» What you have to do: The whole of the data is to be reproduced exactly.

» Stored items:
.....

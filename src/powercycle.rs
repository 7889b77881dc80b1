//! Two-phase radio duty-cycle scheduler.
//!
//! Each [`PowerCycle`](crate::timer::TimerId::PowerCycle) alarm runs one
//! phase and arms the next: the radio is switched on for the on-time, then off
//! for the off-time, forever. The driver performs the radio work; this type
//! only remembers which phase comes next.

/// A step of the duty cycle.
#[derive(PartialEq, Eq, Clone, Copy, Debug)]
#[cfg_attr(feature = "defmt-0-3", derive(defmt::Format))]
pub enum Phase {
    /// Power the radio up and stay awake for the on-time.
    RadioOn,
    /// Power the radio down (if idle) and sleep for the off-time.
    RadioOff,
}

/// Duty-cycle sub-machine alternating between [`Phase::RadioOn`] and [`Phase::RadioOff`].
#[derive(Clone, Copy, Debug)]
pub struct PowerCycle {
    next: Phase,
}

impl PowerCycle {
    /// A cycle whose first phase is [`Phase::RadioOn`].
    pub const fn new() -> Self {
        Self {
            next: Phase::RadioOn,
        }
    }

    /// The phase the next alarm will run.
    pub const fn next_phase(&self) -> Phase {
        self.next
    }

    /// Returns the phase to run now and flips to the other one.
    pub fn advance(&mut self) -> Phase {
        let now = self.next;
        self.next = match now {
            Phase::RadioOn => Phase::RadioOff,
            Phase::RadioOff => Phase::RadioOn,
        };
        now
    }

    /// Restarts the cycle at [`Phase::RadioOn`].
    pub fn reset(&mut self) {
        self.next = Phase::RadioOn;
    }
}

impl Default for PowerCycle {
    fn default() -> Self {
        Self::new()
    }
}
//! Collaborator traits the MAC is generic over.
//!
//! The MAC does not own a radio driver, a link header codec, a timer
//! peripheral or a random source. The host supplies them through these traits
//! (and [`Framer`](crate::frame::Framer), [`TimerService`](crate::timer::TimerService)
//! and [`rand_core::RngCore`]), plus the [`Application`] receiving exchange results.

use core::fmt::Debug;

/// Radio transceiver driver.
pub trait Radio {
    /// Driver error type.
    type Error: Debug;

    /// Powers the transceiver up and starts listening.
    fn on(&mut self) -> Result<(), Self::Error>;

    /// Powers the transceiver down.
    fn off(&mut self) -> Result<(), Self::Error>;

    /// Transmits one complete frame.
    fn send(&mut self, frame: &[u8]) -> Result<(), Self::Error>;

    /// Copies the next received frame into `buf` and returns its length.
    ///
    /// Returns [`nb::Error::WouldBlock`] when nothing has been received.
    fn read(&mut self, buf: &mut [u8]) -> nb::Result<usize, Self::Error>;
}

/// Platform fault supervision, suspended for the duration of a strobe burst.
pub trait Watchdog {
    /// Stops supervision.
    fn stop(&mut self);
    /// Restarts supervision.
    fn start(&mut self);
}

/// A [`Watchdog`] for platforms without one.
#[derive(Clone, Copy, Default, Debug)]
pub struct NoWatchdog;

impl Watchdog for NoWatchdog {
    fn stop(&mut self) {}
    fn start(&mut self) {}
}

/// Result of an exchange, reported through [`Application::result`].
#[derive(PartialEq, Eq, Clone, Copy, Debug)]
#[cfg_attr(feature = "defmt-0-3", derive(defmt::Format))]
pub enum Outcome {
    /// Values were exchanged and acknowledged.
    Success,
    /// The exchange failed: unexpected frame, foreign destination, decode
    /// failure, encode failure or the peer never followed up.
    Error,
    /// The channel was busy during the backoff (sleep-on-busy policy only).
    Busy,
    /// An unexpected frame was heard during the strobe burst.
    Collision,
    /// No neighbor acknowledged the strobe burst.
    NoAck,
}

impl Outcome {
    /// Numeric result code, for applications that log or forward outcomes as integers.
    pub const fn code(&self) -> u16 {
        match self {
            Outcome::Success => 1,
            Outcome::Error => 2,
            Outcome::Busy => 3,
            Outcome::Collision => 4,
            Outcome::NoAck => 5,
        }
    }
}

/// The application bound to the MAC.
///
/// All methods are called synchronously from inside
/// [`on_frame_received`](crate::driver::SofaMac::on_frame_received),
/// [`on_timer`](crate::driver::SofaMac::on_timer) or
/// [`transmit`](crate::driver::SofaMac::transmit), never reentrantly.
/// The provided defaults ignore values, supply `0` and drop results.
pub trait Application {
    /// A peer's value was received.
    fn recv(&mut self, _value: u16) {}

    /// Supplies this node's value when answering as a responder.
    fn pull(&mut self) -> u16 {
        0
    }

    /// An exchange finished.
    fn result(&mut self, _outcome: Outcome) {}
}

.....

» Expected answer:
filename src/powercycle.rs
repository 7889b77881dc80b1
//! Two-phase radio duty-cycle scheduler.
//!
//! Each [`PowerCycle`](crate::timer::TimerId::PowerCycle) alarm runs one
//! phase and arms the next: the radio is switched on for the on-time, then off
//! for the off-time, forever. The driver performs the radio work; this type
//! only remembers which phase comes next.

/// A step of the duty cycle.
#[derive(PartialEq, Eq, Clone, Copy, Debug)]
#[cfg_attr(feature = "defmt-0-3", derive(defmt::Format))]
pub enum Phase {
    /// Power the radio up and stay awake for the on-time.
    RadioOn,
    /// Power the radio down (if idle) and sleep for the off-time.
    RadioOff,
}

/// Duty-cycle sub-machine alternating between [`Phase::RadioOn`] and [`Phase::RadioOff`].
#[derive(Clone, Copy, Debug)]
pub struct PowerCycle {
    next: Phase,
}

impl PowerCycle {
    /// A cycle whose first phase is [`Phase::RadioOn`].
    pub const fn new() -> Self {
        Self {
            next: Phase::RadioOn,
        }
    }

    /// The phase the next alarm will run.
    pub const fn next_phase(&self) -> Phase {
        self.next
    }

    /// Returns the phase to run now and flips to the other one.
    pub fn advance(&mut self) -> Phase {
        let now = self.next;
        self.next = match now {
            Phase::RadioOn => Phase::RadioOff,
            Phase::RadioOff => Phase::RadioOn,
        };
        now
    }

    /// Restarts the cycle at [`Phase::RadioOn`].
    pub fn reset(&mut self) {
        self.next = Phase::RadioOn;
    }
}

impl Default for PowerCycle {
    fn default() -> Self {
        Self::new()
    }
}
//! Collaborator traits the MAC is generic over.
//!
//! The MAC does not own a radio driver, a link header codec, a timer
//! peripheral or a random source. The host supplies them through these traits
//! (and [`Framer`](crate::frame::Framer), [`TimerService`](crate::timer::TimerService)
//! and [`rand_core::RngCore`]), plus the [`Application`] receiving exchange results.

use core::fmt::Debug;

/// Radio transceiver driver.
pub trait Radio {
    /// Driver error type.
    type Error: Debug;

    /// Powers the transceiver up and starts listening.
    fn on(&mut self) -> Result<(), Self::Error>;

    /// Powers the transceiver down.
    fn off(&mut self) -> Result<(), Self::Error>;

    /// Transmits one complete frame.
    fn send(&mut self, frame: &[u8]) -> Result<(), Self::Error>;

    /// Copies the next received frame into `buf` and returns its length.
    ///
    /// Returns [`nb::Error::WouldBlock`] when nothing has been received.
    fn read(&mut self, buf: &mut [u8]) -> nb::Result<usize, Self::Error>;
}

/// Platform fault supervision, suspended for the duration of a strobe burst.
pub trait Watchdog {
    /// Stops supervision.
    fn stop(&mut self);
    /// Restarts supervision.
    fn start(&mut self);
}

/// A [`Watchdog`] for platforms without one.
#[derive(Clone, Copy, Default, Debug)]
pub struct NoWatchdog;

impl Watchdog for NoWatchdog {
    fn stop(&mut self) {}
    fn start(&mut self) {}
}

/// Result of an exchange, reported through [`Application::result`].
#[derive(PartialEq, Eq, Clone, Copy, Debug)]
#[cfg_attr(feature = "defmt-0-3", derive(defmt::Format))]
pub enum Outcome {
    /// Values were exchanged and acknowledged.
    Success,
    /// The exchange failed: unexpected frame, foreign destination, decode
    /// failure, encode failure or the peer never followed up.
    Error,
    /// The channel was busy during the backoff (sleep-on-busy policy only).
    Busy,
    /// An unexpected frame was heard during the strobe burst.
    Collision,
    /// No neighbor acknowledged the strobe burst.
    NoAck,
}

impl Outcome {
    /// Numeric result code, for applications that log or forward outcomes as integers.
    pub const fn code(&self) -> u16 {
        match self {
            Outcome::Success => 1,
            Outcome::Error => 2,
            Outcome::Busy => 3,
            Outcome::Collision => 4,
            Outcome::NoAck => 5,
        }
    }
}

/// The application bound to the MAC.
///
/// All methods are called synchronously from inside
/// [`on_frame_received`](crate::driver::SofaMac::on_frame_received),
/// [`on_timer`](crate::driver::SofaMac::on_timer) or
/// [`transmit`](crate::driver::SofaMac::transmit), never reentrantly.
/// The provided defaults ignore values, supply `0` and drop results.
pub trait Application {
    /// A peer's value was received.
    fn recv(&mut self, _value: u16) {}

    /// Supplies this node's value when answering as a responder.
    fn pull(&mut self) -> u16 {
        0
    }

    /// An exchange finished.
    fn result(&mut self, _outcome: Outcome) {}
}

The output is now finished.